The modern world, no less than that of several centuries ago, has seen major mistakes made in the name of the gospel. Very often, when Christian people have set out to “make the world a better place,” they have sadly left the world a worse place instead. Their tangled motives and flawed schemes have become simply another variation on the world’s normal power games. This should not put us off. A world full of people who read and pray the Sermon on the Mount, or even a world with only a few such people in it, will always be a better place than a world without such people.

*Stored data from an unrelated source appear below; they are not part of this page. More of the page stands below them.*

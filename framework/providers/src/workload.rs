use std::collections::BTreeMap;

use async_trait::async_trait;

use crate::error::ProviderResult;

/// Namespaces owned by the cluster itself, never part of the deployed workload.
pub const SYSTEM_NAMESPACES: &[&str] = &["kube-system", "kube-public", "kube-node-lease"];

#[derive(Debug, Clone, PartialEq, Eq)]
pub struct NodeStatus {
    pub name: String,
    pub ready: bool,
}

#[derive(Debug, Clone, PartialEq, Eq)]
pub struct PodStatus {
    pub namespace: String,
    pub name: String,
    pub phase: String,
    pub ready_containers: usize,
    pub total_containers: usize,
}

impl PodStatus {
    pub fn is_ready(&self) -> bool {
        self.phase == "Running" && self.ready_containers == self.total_containers
    }

    pub fn is_system(&self) -> bool {
        SYSTEM_NAMESPACES.contains(&self.namespace.as_str())
    }
}

#[derive(Debug, Clone, PartialEq, Eq)]
pub struct ServiceInfo {
    pub namespace: String,
    pub name: String,
    pub service_type: String,
    pub annotations: BTreeMap<String, String>,
    pub port: Option<u16>,
    /// The externally assigned hostname (or IP) once the load balancer exists.
    pub hostname: Option<String>,
}

/// The workload control plane of the cluster.
#[async_trait]
pub trait WorkloadApi: Send + Sync {
    async fn apply(&self, manifest: &str) -> ProviderResult<()>;
    async fn nodes(&self) -> ProviderResult<Vec<NodeStatus>>;
    async fn pods(&self) -> ProviderResult<Vec<PodStatus>>;
    async fn services(&self) -> ProviderResult<Vec<ServiceInfo>>;
    /// Pod descriptions, recent events, resource usage and workload logs, for humans.
    async fn diagnostics(&self) -> ProviderResult<String>;
}
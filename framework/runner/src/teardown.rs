//! Reverse-order cleanup of everything a run registered.
//!
//! Every delete is attempted even when an earlier one failed. Failures are logged and recorded in
//! the [TeardownReport], never returned. A handle that is already absent, or was never owned, is
//! skipped, so running teardown twice issues no further deletes.

use std::future::Future;

use benchfleet_core::prelude::{poll, Poll, PollPolicy};
use benchfleet_providers::prelude::{CloudApi, ProviderResult, INSTANCE_TERMINATED};

use crate::config::Timings;
use crate::context::{RunContext, RunPhase};
use crate::provision::{CLUSTER_ROLE_POLICIES, NODE_ROLE_POLICIES};
use crate::registry::{Handle, HandleState, ResourceKind};

/// What one teardown pass did, as `kind identifier` strings.
#[derive(Debug, Default, Clone, PartialEq, Eq)]
pub struct TeardownReport {
    pub deleted: Vec<String>,
    pub already_absent: Vec<String>,
    pub failed: Vec<String>,
}

impl TeardownReport {
    pub fn is_clean(&self) -> bool {
        self.failed.is_empty()
    }
}

enum DeleteOutcome {
    Deleted,
    AlreadyAbsent,
    Failed,
}

pub struct TeardownManager<'a> {
    cloud: &'a dyn CloudApi,
    timings: &'a Timings,
}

But the point is that once the revolution was launched on Good Friday, the vital work was already done. We do not have to win that essential victory all over again. What we have to do is to respond to the love poured out on the cross with love of our own: love for the one who died, yes, but also love for those around us, especially those in particular need. And part of the challenge of putting that into practice is that the powers, in whatever form, will be angry. They want to keep the world in their own grip. They will fight back.
Like the Israelites leaving Egypt, just because you have escaped the life of total slavery, that doesn’t mean you won’t have to work hard to translate your newfound freedom into actual life.
For the early Christians, the revolution had happened on the first Good Friday. The “rulers and authorities” really had been dealt their death blow. This didn’t mean, “So we can escape this world and go to heaven,” but “Jesus is now Lord of this world, and we must live under his lordship and announce his kingdom.” The revolution had begun. It had to continue. Jesus’s followers were not simply its beneficiaries. They were to be its agents.